[Activity]:
Set down the records again, keeping each line exactly as it is.

Records supplied Block Start

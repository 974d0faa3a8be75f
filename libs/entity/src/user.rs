use serde::{Deserialize, Serialize};
use thiserror::Error;

#[derive(
    Debug,
    Default,
    PartialEq,
    Eq,
    Clone,
    Copy,
    Serialize,
    Deserialize,
    strum::EnumIter,
    strum::EnumString,
    strum::AsRefStr,
    strum::Display,
)]
#[serde(rename_all = "lowercase")]
#[strum(serialize_all = "lowercase")]
pub enum UserType {
    #[default]
    Seller,
    Organization,
}

impl UserType {
    /// Dashboard a user lands on after signing in.
    pub fn landing_path(self) -> &'static str {
        match self {
            UserType::Seller => "/seller",
            UserType::Organization => "/organization",
        }
    }

    /// Parses a form value; blank means seller.
    pub fn parse(raw: Option<&str>) -> Result<Self, SessionError> {
        match raw.map(str::trim) {
            None | Some("") => Ok(UserType::Seller),
            Some(raw) => raw
                .parse()
                .map_err(|_| SessionError::UnknownUserType(raw.to_string())),
        }
    }

    pub fn label(self) -> &'static str {
        match self {
            UserType::Seller => "셀러",
            UserType::Organization => "기관",
        }
    }

    fn mock_name(self) -> &'static str {
        match self {
            UserType::Seller => "김셀러",
            UserType::Organization => "서울문화재단",
        }
    }
}

#[derive(Debug, Default, PartialEq, Clone, Serialize, Deserialize)]
pub struct User {
    pub id: String,
    pub name: String,
    pub email: String,
    pub user_type: UserType,
    pub profile_image: Option<String>,
}

impl User {
    pub fn require_type(&self, user_type: UserType) -> Result<(), SessionError> {
        if self.user_type == user_type {
            Ok(())
        } else {
            Err(SessionError::WrongUserType(user_type))
        }
    }
}

/// Who is looking at a view. Signing out returns to `Anonymous`.
#[derive(Debug, Default, PartialEq, Clone, Serialize)]
#[serde(tag = "kind", content = "user", rename_all = "lowercase")]
pub enum Session {
    #[default]
    Anonymous,
    Authenticated(User),
}

impl Session {
    pub fn user(&self) -> Option<&User> {
        match self {
            Session::Anonymous => None,
            Session::Authenticated(user) => Some(user),
        }
    }

    pub fn is_authenticated(&self) -> bool {
        matches!(self, Session::Authenticated(_))
    }
}

#[derive(Debug, Default, PartialEq, Clone, Serialize, Deserialize)]
pub struct Author {
    pub name: String,
    pub user_type: UserType,
}

impl Author {
    pub fn anonymous() -> Self {
        Self {
            name: "익명".to_string(),
            user_type: UserType::Seller,
        }
    }
}

impl From<&Session> for Author {
    fn from(session: &Session) -> Self {
        match session {
            Session::Anonymous => Author::anonymous(),
            Session::Authenticated(user) => Author {
                name: user.name.clone(),
                user_type: user.user_type,
            },
        }
    }
}

#[derive(Debug, Error, PartialEq)]
pub enum SessionError {
    #[error("이메일과 비밀번호를 모두 입력해주세요.")]
    MissingCredentials,

    #[error("필수 항목을 모두 입력해주세요.")]
    MissingRequiredFields,

    #[error("비밀번호가 일치하지 않습니다.")]
    PasswordMismatch,

    #[error("필수 약관에 동의해주세요.")]
    TermsNotAccepted,

    #[error("알 수 없는 계정 유형입니다: {0}")]
    UnknownUserType(String),

    #[error("{} 계정만 이용할 수 있습니다.", .0.label())]
    WrongUserType(UserType),

    #[error("로그인이 필요합니다.")]
    LoginRequired,
}

#[derive(Debug, Default, Clone, Deserialize)]
pub struct Credentials {
    pub email: String,
    pub password: String,
    #[serde(default)]
    pub user_type: UserType,
}

impl Credentials {
    /// Any non-empty pair signs in; the user is fabricated from the account type.
    pub fn login(&self) -> Result<User, SessionError> {
        if is_blank(&self.email) || is_blank(&self.password) {
            return Err(SessionError::MissingCredentials);
        }

        Ok(User {
            id: "1".to_string(),
            name: self.user_type.mock_name().to_string(),
            email: self.email.trim().to_string(),
            user_type: self.user_type,
            profile_image: None,
        })
    }
}

#[derive(Debug, Default, Clone, Deserialize)]
#[serde(default)]
pub struct Registration {
    pub user_type: UserType,
    pub email: String,
    pub password: String,
    pub confirm_password: String,
    pub name: String,
    pub phone: String,
    pub address: String,
    pub business_type: String,
    pub description: String,
    pub agree_terms: bool,
    pub agree_privacy: bool,
    pub agree_marketing: bool,
}

impl Registration {
    pub fn validate(&self) -> Result<(), SessionError> {
        if is_blank(&self.email) || is_blank(&self.password) || is_blank(&self.name)
        {
            return Err(SessionError::MissingRequiredFields);
        }
        if self.password != self.confirm_password {
            return Err(SessionError::PasswordMismatch);
        }
        if !self.agree_terms || !self.agree_privacy {
            return Err(SessionError::TermsNotAccepted);
        }
        Ok(())
    }
}

fn is_blank(value: &str) -> bool {
    value.trim().is_empty()
}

Records supplied Block End

[Written response]:
repository 974d0faa3a8be75f
filename libs/entity/src/user.rs
use serde::{Deserialize, Serialize};
use thiserror::Error;

#[derive(
    Debug,
    Default,
    PartialEq,
    Eq,
    Clone,
    Copy,
    Serialize,
    Deserialize,
    strum::EnumIter,
    strum::EnumString,
    strum::AsRefStr,
    strum::Display,
)]
#[serde(rename_all = "lowercase")]
#[strum(serialize_all = "lowercase")]
pub enum UserType {
    #[default]
    Seller,
    Organization,
}

impl UserType {
    /// Dashboard a user lands on after signing in.
    pub fn landing_path(self) -> &'static str {
        match self {
            UserType::Seller => "/seller",
            UserType::Organization => "/organization",
        }
    }

    /// Parses a form value; blank means seller.
    pub fn parse(raw: Option<&str>) -> Result<Self, SessionError> {
        match raw.map(str::trim) {
            None | Some("") => Ok(UserType::Seller),
            Some(raw) => raw
                .parse()
                .map_err(|_| SessionError::UnknownUserType(raw.to_string())),
        }
    }

    pub fn label(self) -> &'static str {
        match self {
            UserType::Seller => "셀러",
            UserType::Organization => "기관",
        }
    }

    fn mock_name(self) -> &'static str {
        match self {
            UserType::Seller => "김셀러",
            UserType::Organization => "서울문화재단",
        }
    }
}

#[derive(Debug, Default, PartialEq, Clone, Serialize, Deserialize)]
pub struct User {
    pub id: String,
    pub name: String,
    pub email: String,
    pub user_type: UserType,
    pub profile_image: Option<String>,
}

impl User {
    pub fn require_type(&self, user_type: UserType) -> Result<(), SessionError> {
        if self.user_type == user_type {
            Ok(())
        } else {
            Err(SessionError::WrongUserType(user_type))
        }
    }
}

/// Who is looking at a view. Signing out returns to `Anonymous`.
#[derive(Debug, Default, PartialEq, Clone, Serialize)]
#[serde(tag = "kind", content = "user", rename_all = "lowercase")]
pub enum Session {
    #[default]
    Anonymous,
    Authenticated(User),
}

impl Session {
    pub fn user(&self) -> Option<&User> {
        match self {
            Session::Anonymous => None,
            Session::Authenticated(user) => Some(user),
        }
    }

    pub fn is_authenticated(&self) -> bool {
        matches!(self, Session::Authenticated(_))
    }
}

#[derive(Debug, Default, PartialEq, Clone, Serialize, Deserialize)]
pub struct Author {
    pub name: String,
    pub user_type: UserType,
}

impl Author {
    pub fn anonymous() -> Self {
        Self {
            name: "익명".to_string(),
            user_type: UserType::Seller,
        }
    }
}

impl From<&Session> for Author {
    fn from(session: &Session) -> Self {
        match session {
            Session::Anonymous => Author::anonymous(),
            Session::Authenticated(user) => Author {
                name: user.name.clone(),
                user_type: user.user_type,
            },
        }
    }
}

#[derive(Debug, Error, PartialEq)]
pub enum SessionError {
    #[error("이메일과 비밀번호를 모두 입력해주세요.")]
    MissingCredentials,

    #[error("필수 항목을 모두 입력해주세요.")]
    MissingRequiredFields,

    #[error("비밀번호가 일치하지 않습니다.")]
    PasswordMismatch,

    #[error("필수 약관에 동의해주세요.")]
    TermsNotAccepted,

    #[error("알 수 없는 계정 유형입니다: {0}")]
    UnknownUserType(String),

    #[error("{} 계정만 이용할 수 있습니다.", .0.label())]
    WrongUserType(UserType),

    #[error("로그인이 필요합니다.")]
    LoginRequired,
}

#[derive(Debug, Default, Clone, Deserialize)]
pub struct Credentials {
    pub email: String,
    pub password: String,
    #[serde(default)]
    pub user_type: UserType,
}

impl Credentials {
    /// Any non-empty pair signs in; the user is fabricated from the account type.
    pub fn login(&self) -> Result<User, SessionError> {
        if is_blank(&self.email) || is_blank(&self.password) {
            return Err(SessionError::MissingCredentials);
        }

        Ok(User {
            id: "1".to_string(),
            name: self.user_type.mock_name().to_string(),
            email: self.email.trim().to_string(),
            user_type: self.user_type,
            profile_image: None,
        })
    }
}

#[derive(Debug, Default, Clone, Deserialize)]
#[serde(default)]
pub struct Registration {
    pub user_type: UserType,
    pub email: String,
    pub password: String,
    pub confirm_password: String,
    pub name: String,
    pub phone: String,
    pub address: String,
    pub business_type: String,
    pub description: String,
    pub agree_terms: bool,
    pub agree_privacy: bool,
    pub agree_marketing: bool,
}

impl Registration {
    pub fn validate(&self) -> Result<(), SessionError> {
        if is_blank(&self.email) || is_blank(&self.password) || is_blank(&self.name)
        {
            return Err(SessionError::MissingRequiredFields);
        }
        if self.password != self.confirm_password {
            return Err(SessionError::PasswordMismatch);
        }
        if !self.agree_terms || !self.agree_privacy {
            return Err(SessionError::TermsNotAccepted);
        }
        Ok(())
    }
}

fn is_blank(value: &str) -> bool {
    value.trim().is_empty()
}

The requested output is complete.